On a pris plaisir à se raconter tout ce qu’il s’est passé pendant ces années, on s’est revus quelques fois, même si tu étais à 1h de route. Et puis tu es reparti vivre à la montagne, et moi j’ai eu ma garçonnière. On s’est vus moins souvent, mais à chaque fois on passait 24h ensemble, voir plus…à discuter, boire ou baiser. J’étais heureuse de pouvoir te recevoir à mon tour dans mon petit chez moi, de coupler une soirée, une nuit et une journée de télétravail pour profiter pleinement de toi.
La dernière fois c’était en mai, avant que tu apprennes ta maladie, ça faisait 2 ans qu’on s’était pas vus et on a passé 2 nuits ensemble. Je suis heureuse d’avoir eu cette opportunité de passer ce temps avec toi.
Il y a deux jours j’ai cherché ton nom sur Internet, j’ai eu ce pressentiment que peut-être… Et effectivement je suis tombée sur ton avis de décès. Quelle douleur pour ta maman et ton frère. Nous avions parlé de ça à l’hôpital, tu culpabilisais de faire souffrir tes proches et finalement c’était un soulagement pour toi de ne pas laisser un enfant, même si tu aurais été heureux si tu avais pû connaître la paternité.
Tu n’avais que 45 ans et aujourd’hui c’était ton enterrement. C’est à 40mn de chez moi, pas très loin de la maison vide de ma maman. J’ai songé venir à l’église ou au cimetière pour te faire un dernier adieu. Être présente auprès de ta famille et tes amis pour qui j’aurai été une parfaite inconnue, mais j’ai des réunions professionnelles à 13h et à 15h, et je me suis dit que ce n’était peut être pas ma place, que ma présence pourrait susciter des interrogations ou un malaise. Alors j’ai fait un autre geste, j’ai planté un arbre pour toi via le site proposé et j’ai écrit quelques mots pour ta famille et pour toi, en laissant seulement mon prénom.
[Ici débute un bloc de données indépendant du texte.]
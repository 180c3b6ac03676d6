//! Shared utilities.

pub mod http;

#[cfg(test)]
pub mod testutil;
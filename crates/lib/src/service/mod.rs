//! Remote build service.
//!
//! [`BuildService`] is the contract the engine needs from the build API:
//! submit a build as a long-running operation, poll that operation, and
//! list, get or cancel builds. [`CloudBuildClient`] implements it over REST.

pub mod cloudbuild;

use async_trait::async_trait;
use serde::{Deserialize, Serialize};
use serde_json::Value;
use thiserror::Error;

use crate::auth::AuthError;
use crate::spec::{Build, BuildSpec};

pub use cloudbuild::CloudBuildClient;

#[derive(Debug, Error)]
pub enum ServiceError {
  #[error("invalid build service endpoint '{0}'")]
  InvalidEndpoint(String),

  #[error("authentication failed: {0}")]
  Auth(#[from] AuthError),

  #[error("build service request failed: {0}")]
  Http(#[from] reqwest::Error),

  #[error("build service error ({status}): {message}")]
  Api { status: u16, message: String },

  #[error("not found: {0}")]
  NotFound(String),

  #[error("unexpected response from build service: {0}")]
  Decode(String),
}

/// `google.rpc.Status` carried by a failed operation.
#[derive(Debug, Clone, Default, PartialEq, Serialize, Deserialize)]
pub struct RpcStatus {
  #[serde(default)]
  pub code: i32,

  #[serde(default)]
  pub message: String,
}

impl std::fmt::Display for RpcStatus {
  fn fmt(&self, f: &mut std::fmt::Formatter<'_>) -> std::fmt::Result {
    write!(f, "{} (code {})", self.message, self.code)
  }
}

#[derive(Debug, Clone, Default, PartialEq, Serialize, Deserialize)]
pub struct OperationMetadata {
  #[serde(default, skip_serializing_if = "Option::is_none")]
  pub build: Option<Build>,
}

/// Long-running operation as returned by the build service.
#[derive(Debug, Clone, Default, PartialEq, Serialize, Deserialize)]
pub struct Operation {
  pub name: String,

  #[serde(default)]
  pub done: bool,

  #[serde(default, skip_serializing_if = "Option::is_none")]
  pub error: Option<RpcStatus>,

  #[serde(default, skip_serializing_if = "Option::is_none")]
  pub metadata: Option<OperationMetadata>,

  #[serde(default, skip_serializing_if = "Option::is_none")]
  pub response: Option<Value>,
}

impl Operation {
  /// Build snapshot attached to the operation metadata.
  pub fn build(&self) -> Option<&Build> {
    self.metadata.as_ref().and_then(|m| m.build.as_ref())
  }

  /// Classify this operation for the completion tracker.
  pub fn state(&self) -> OperationState {
    let build = self.build().cloned();
    match (&self.error, self.done) {
      (Some(error), _) => OperationState::Failed {
        error: error.clone(),
        build,
      },
      (None, true) => OperationState::Done(build),
      (None, false) => OperationState::Running(build),
    }
  }
}

/// Observed state of a submitted build operation.
#[derive(Debug, Clone, PartialEq)]
pub enum OperationState {
  Running(Option<Build>),
  Done(Option<Build>),
  Failed { error: RpcStatus, build: Option<Build> },
}

/// One page of builds.
#[derive(Debug, Clone, Default, PartialEq, Serialize, Deserialize)]
#[serde(rename_all = "camelCase")]
pub struct BuildPage {
  #[serde(default)]
  pub builds: Vec<Build>,

  #[serde(default, skip_serializing_if = "Option::is_none")]
  pub next_page_token: Option<String>,
}

/// Parameters for [`BuildService::list`].
#[derive(Debug, Clone, Default, PartialEq)]
pub struct ListRequest {
  /// Service-side filter expression, e.g. `status="FAILURE"`.
  pub filter: Option<String>,
  pub page_size: Option<u32>,
  pub page_token: Option<String>,
}

#[async_trait]
pub trait BuildService: Send + Sync {
  /// Submit `spec` and return the created operation.
  async fn submit(&self, project_id: &str, spec: BuildSpec) -> Result<Operation, ServiceError>;

  /// Fetch the current state of the operation `name`.
  async fn poll(&self, name: &str) -> Result<OperationState, ServiceError>;

  async fn list(&self, project_id: &str, request: &ListRequest) -> Result<BuildPage, ServiceError>;

  async fn get(&self, project_id: &str, build_id: &str) -> Result<Build, ServiceError>;

  /// Request cancellation of a build and return its updated state.
  async fn cancel(&self, project_id: &str, build_id: &str) -> Result<Build, ServiceError>;
}
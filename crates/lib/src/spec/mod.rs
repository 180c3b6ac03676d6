//! Build specifications: resource types, config loading and overrides.

pub mod load;
pub mod overrides;
pub mod types;

pub use load::{ConfigError, ConfigRequest, load_config, locate_config};
pub use overrides::{BuildOverrides, OverrideError, attach_source, parse_timeout};
pub use types::{Build, BuildSpec, BuildStatus, BuildStep, ExecutionOptions, Source, StorageSource};
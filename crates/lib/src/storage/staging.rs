//! Staging bucket management.
//!
//! Sources are uploaded to a per-project scratch bucket named
//! `{project}-gcb-staging-bbq`. The bucket is created on first use with a
//! lifecycle rule that deletes objects after a day, so nothing uploaded here
//! is kept around and partial uploads are never cleaned up explicitly.
//!
//! Object names are the upload time in milliseconds. Two uploads for the same
//! project in the same millisecond would collide; for a single-operator CLI
//! that is accepted rather than guarded against.

use std::path::{Path, PathBuf};
use std::sync::Arc;
use std::time::{SystemTime, UNIX_EPOCH};

use thiserror::Error;
use tracing::{debug, info};

use crate::archive::{ArchiveError, collect_files, spawn_archive};
use crate::consts::{ARCHIVE_CONTENT_TYPE, STAGING_BUCKET_SUFFIX, STAGING_RETENTION_DAYS};
use crate::events::{EventBus, ProgressEvent};
use crate::ignore::IgnoreRules;

use super::{LifecyclePolicy, ObjectStore, StoreError};

#[derive(Debug, Error)]
pub enum StagingError {
  #[error(transparent)]
  Store(#[from] StoreError),

  #[error(transparent)]
  Archive(#[from] ArchiveError),
}

/// Location of an uploaded source archive.
#[derive(Debug, Clone, PartialEq, Eq)]
pub struct StagingReference {
  pub bucket: String,
  pub object: String,
}

pub fn staging_bucket_name(project_id: &str) -> String {
  format!("{project_id}{STAGING_BUCKET_SUFFIX}")
}

pub fn staging_object_name(now: SystemTime) -> String {
  let millis = now.duration_since(UNIX_EPOCH).unwrap_or_default().as_millis();
  format!("{millis}.tar.gz")
}

/// Staging bucket operations for one build.
#[derive(Clone)]
pub struct StagingStore {
  store: Arc<dyn ObjectStore>,
  events: EventBus,
}

impl StagingStore {
  pub fn new(store: Arc<dyn ObjectStore>, events: EventBus) -> Self {
    Self { store, events }
  }

  /// Make sure the project's staging bucket exists and return its name.
  ///
  /// Losing a creation race to another invocation counts as success.
  pub async fn ensure_container(&self, project_id: &str) -> Result<String, StoreError> {
    let bucket = staging_bucket_name(project_id);

    if self.store.bucket_exists(&bucket).await? {
      debug!(bucket = %bucket, "staging bucket exists");
      return Ok(bucket);
    }

    self.events.emit(ProgressEvent::CreatingBucket(bucket.clone()));
    let lifecycle = LifecyclePolicy {
      delete_after_days: STAGING_RETENTION_DAYS,
    };
    match self.store.create_bucket(project_id, &bucket, lifecycle).await {
      Ok(()) => info!(bucket = %bucket, "created staging bucket"),
      Err(StoreError::AlreadyExists(_)) => debug!(bucket = %bucket, "staging bucket created concurrently"),
      Err(e) => return Err(e),
    }
    Ok(bucket)
  }

  /// Package `source_root` and stream it into a new object in `bucket`.
  pub async fn upload(
    &self,
    bucket: &str,
    source_root: &Path,
    rules: IgnoreRules,
  ) -> Result<StagingReference, StagingError> {
    let root: PathBuf = source_root.to_path_buf();
    let files = {
      let root = root.clone();
      tokio::task::spawn_blocking(move || collect_files(&root, &rules))
        .await
        .map_err(|e| ArchiveError::Task(e.to_string()))??
    };

    let object = staging_object_name(SystemTime::now());
    info!(bucket = %bucket, object = %object, files = files.len(), "uploading sources");

    let (body, pack) = spawn_archive(root, files);
    self
      .store
      .write_stream(bucket, &object, ARCHIVE_CONTENT_TYPE, body)
      .await?;
    let summary = pack.finish().await?;
    debug!(files = summary.files, "upload complete");

    Ok(StagingReference {
      bucket: bucket.to_string(),
      object,
    })
  }
}
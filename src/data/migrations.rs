use rusqlite::{params, Connection};

use crate::error::AppError;
use crate::models::folder_node::{MENU_ID, MOBILE_ID, ROOT_ID, TOOLBAR_ID, UNFILED_ID};

const SCHEMA_V1: &str = "
CREATE TABLE IF NOT EXISTS bookmarks (
    id TEXT PRIMARY KEY NOT NULL,
    parent_id TEXT REFERENCES bookmarks(id),
    title TEXT NOT NULL,
    url TEXT,
    position INTEGER NOT NULL DEFAULT 0,
    created_at TEXT DEFAULT CURRENT_TIMESTAMP
);

CREATE INDEX IF NOT EXISTS idx_bookmarks_parent ON bookmarks(parent_id, position);
CREATE INDEX IF NOT EXISTS idx_bookmarks_url ON bookmarks(url);

CREATE TABLE IF NOT EXISTS settings (
    key TEXT PRIMARY KEY NOT NULL,
    value TEXT NOT NULL
);

CREATE TABLE IF NOT EXISTS audit_log (
    id INTEGER PRIMARY KEY AUTOINCREMENT,
    action TEXT NOT NULL,
    summary TEXT,
    created_at TEXT DEFAULT CURRENT_TIMESTAMP
);
";

const SYSTEM_ROOT_ROWS: &[(&str, Option<&str>, &str, i64)] = &[
    (ROOT_ID, None, "", 0),
    (MENU_ID, Some(ROOT_ID), "Bookmarks Menu", 0),
    (TOOLBAR_ID, Some(ROOT_ID), "Bookmarks Toolbar", 1),
    (UNFILED_ID, Some(ROOT_ID), "Other Bookmarks", 2),
    (MOBILE_ID, Some(ROOT_ID), "Mobile Bookmarks", 3),
];

pub fn run_migrations(conn: &Connection) -> Result<(), AppError> {
    conn.execute_batch("PRAGMA journal_mode=WAL;")?;
    conn.execute_batch(SCHEMA_V1)?;
    for (id, parent_id, title, position) in SYSTEM_ROOT_ROWS {
        conn.execute(
            "INSERT OR IGNORE INTO bookmarks (id, parent_id, title, url, position) VALUES (?1, ?2, ?3, NULL, ?4)",
            params![id, parent_id, title, position],
        )?;
    }
    Ok(())
}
S’ils veulent me contacter ils trouveront mon numéro dans ton portable avec une petite photo sexy mais heureusement soft.
Et puis c’est jour de télétravail, ce matin j’ai reçu un message d’un amant qui me demandais si j’étais disponible. J’ai répondu oui. Quand il a commencé à parcourir mon corps, je lui ai dit que tu étais mort et que je pourrais être en ce moment même à pleurer dans une église et un cimetière, mais que finalement c’était probablement mieux d’être là, nue dans un lit en train de lui sucer la queue avant qu’il ne profite de ma chatte.
Oui entre mes deux réunions, j’ai trouvé ma façon particulière de te rendre hommage, parce que baiser me permet de me sentir tellement vivante. Parce qu’il faut jouir de la vie.
Merci pour tous ces moments que j’ai eu la chance de vivre avec toi à travers ces 12 années.